Jonesin’ for Indie-ana

May 27th, 2008

The Toronto Indie game dev scene steps out next Friday June 6th for the TOJam Arcade. The event wil host the 37 games that were created a few weeks back at the third annual TOJam.

alt

The TOJam Arcade: for f*ck’s sake, bring your PowerGlove

i don’t want to spoil all the suprises, but here’s a sampling of the unbridled joys in store for you on that fateful day:

  • smack pirates around with a dead fish using the Rock Band drum peripheral
  • pit two mice with rocket launchers against a column of cheese nuggets
  • flail around the office as a grotesquely disjointed desk jobber who’s abandoned all hope
  • murder slices of Swiss by throwing them against the wall, and lay them in their final crackery resting places
  • abuse the limits of one game’s physics to achieve a “goatality”
  • survive twenty seconds in a room full of zombies before finally finding an uzi
  • mash the keyboard to survive an insect uprising
  • randomly click the mouse buttons and shriek with delight

CNMA Confession

April 14th, 2008

Aha!!

Pursuant to my recent shocking exposé of the Canadian New Media “Awards”, i received this scathing indictment detailing how the awards are used solely for personal gain right from the self-congratulatory horse’s mouth, the CNMA newsletter:

Top 5 Reasons Why You Should Make a CNMA Submission:

* Get recognition and gain national exposure in front of the industry leaders and decision-markers.
* Expand your professional connections & network.
* Extensive national & international promotion.

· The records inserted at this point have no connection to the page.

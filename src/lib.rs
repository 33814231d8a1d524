//! # Trueno-GG
//!
//! Layered grammar-of-graphics engine producing a renderer-agnostic scene graph.
//!
//! Built on the [trueno](https://crates.io/crates/trueno) core library for column
//! reductions, trueno-gg resolves data, aesthetic mappings, statistical
//! transformations, scales and facets into a serializable [`grammar::Scene`]
//! of primitive marks. Rasterization and file export are left to backends.
//!
//! ## Features
//!
//! - **Layered Grammar**: Data, aesthetics, stats, geoms, scales and facets compose freely
//! - **Two-Pass Scales**: Domains are discovered across every layer and panel before drawing
//! - **Deterministic**: Level order and jitter never depend on processing order
//! - **Serializable Output**: Scenes are plain `serde` data
//!
//! ## Quick Start
//!
//! ```rust
//! use trueno_gg::prelude::*;
//!
//! let mut data = DataFrame::new();
//! data.add_column_f32("displ", &[1.8, 2.8, 4.2, 5.7]).unwrap();
//! data.add_column_f32("hwy", &[29.0, 26.0, 20.0, 17.0]).unwrap();
//! data.add_column_str("drv", &["f", "f", "4", "r"]).unwrap();
//!
//! let scene = GGPlot::new(data, Aes::xy("displ", "hwy").colour("drv"))
//!     .geom(Geom::point())
//!     .facet(FacetSpec::wrap("drv"))
//!     .render()
//!     .unwrap();
//!
//! assert_eq!(scene.panels.len(), 3);
//! assert_eq!(scene.legends[0].labels(), vec!["f", "4", "r"]);
//! ```
//!
//! ## Feature Flags
//!
//! - `parallel`: Run the discovery and render passes with rayon
//! - `telemetry`: Default `tracing` subscriber via [`telemetry::init_default_tracing`]
//!
//! ## Academic References
//!
//! - Wilkinson, L. (2005). *The Grammar of Graphics*. Springer.
//! - Wickham, H. (2010). "A Layered Grammar of Graphics." JCGS 19(1).
//! - Cleveland, W. S. (1979). "Robust Locally Weighted Regression and Smoothing Scatterplots." JASA.
//! - Silverman, B. W. (1986). *Density Estimation for Statistics and Data Analysis*.

#![cfg_attr(docsrs, feature(doc_cfg))]
#![warn(missing_docs)]
// Allow unwrap() in tests only - banned in production code (Cloudflare incident 2025-11-18)
#![cfg_attr(test, allow(clippy::unwrap_used))]
// Allow common patterns in numeric plotting code
#![allow(clippy::cast_possible_truncation)]
#![allow(clippy::cast_sign_loss)]
#![allow(clippy::cast_precision_loss)]
#![allow(clippy::many_single_char_names)]
#![allow(clippy::module_name_repetitions)]
#![allow(clippy::similar_names)]
#![allow(clippy::doc_markdown)]

// ============================================================================
// Core Modules
// ============================================================================

/// Color types and palettes.
pub mod color;

/// Geometric primitives (points, segments, rectangles).
pub mod geometry;

/// Scale functions for data-to-visual mappings.
pub mod scale;

/// Column reductions shared by stats and scales.
pub mod numeric;

// ============================================================================
// Grammar Modules
// ============================================================================

/// Grammar of Graphics implementation.
pub mod grammar;

/// Curve fitting used by the smoothing stat.
pub mod fit;

// ============================================================================
// Configuration and Diagnostics
// ============================================================================

/// Render configuration.
pub mod config;

/// Tracing subscriber setup.
pub mod telemetry;

// ============================================================================
// Error Types
// ============================================================================

/// Error types for trueno-gg operations.
pub mod error;

pub use error::{Error, Result};

// ============================================================================
// Prelude
// ============================================================================

/// Commonly used types and traits for convenient imports.
///
/// ```rust
/// use trueno_gg::prelude::*;
/// ```
pub mod prelude {
    pub use crate::color::{Hsla, Rgba};
    pub use crate::config::RenderConfig;
    pub use crate::error::{Error, Result};
    pub use crate::fit::{CurveFitter, DefaultFitter, FitMethod, FittedCurve, Prediction};
    pub use crate::geometry::{Point, Rect, Segment};
    pub use crate::grammar::{
        Aes, Channel, DataFrame, FacetSpec, FixedAes, GGPlot, Geom, Layer, LayerConfig, Params, PointShape, Primitive,
        ScaleSpec, ScalesPolicy, Scene, Stat,
    };
    pub use crate::scale::{Scale, Transform};
}

// ============================================================================
// Re-exports
// ============================================================================

/// Re-export trueno for direct access to SIMD operations.
pub use trueno;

Take advantage of our Early Bird prices and receive a discount on all nominations received before April 20th at 5pm EST.

Read carefully: that’s not a list of perks for award nominees. That’s a list of perks for award nominators.

i’m glad the CNMA organizers composed this list. It wouldn’t have naturally sprung to mind that i could pay $150 to nominate someone for an award to make myself look good.

Why don’t we just skip the middle man, and i’ll just cut you a cheque for one of your statues? Don’t worry about whose name and project are engraved on it - i’ll think of something.

And here’s a reminder to my readers to send me your hand-crafted, doodled, or macaroni-noodled award for Best Whatever for Untold Entertainment Inc., so that we can join the ranks of other Canadian companies who don’t necessarily deserve the recognition.

Various online sources have reported that Toronto-based console game studio Pseudo Interactive has crumbled after their latest project was cancelled by their publisher, Eidos. Strangely, all sources point to 1Up as the root of the rumour, but i can’t seem to find the item over there.

If it’s true, it would be somewhat of a shame. The Ontario government has been trying to kickstart its very small, lowkey games industry lately. With so few Ontario companies in the business, it hurts to see one go.

i also find the nature of the business very interesting. Pseudo was one of these studios that would spend a few years on a single project for a single publisher, for delivery on home consoles. It smacks to me of a business model where you put all your eggs in one basket. If that basket decides to cancel egg collection altogether, you wind up having to close the whole thing down.

i much prefer working for a company with smaller projects. i like the fluidity. If one of our contracts was cancelled, Flash developers are in high enough demand that we could easily scare up some new business up the street. Rich media games and applications cover a wide spectrum of fields, including entertainment, education, training, and marketing. Everybody needs Flash development right now.

That’s why when i advise colleges on their game design programs, i strongly encourage them to beef up their Flash course offerings. It’s not because i’m after teaching jobs - it’s because i find that online rich media development is a far more forgiving, multi-disciplinary and potentially more lucrative venture than the console gaming juggernaut.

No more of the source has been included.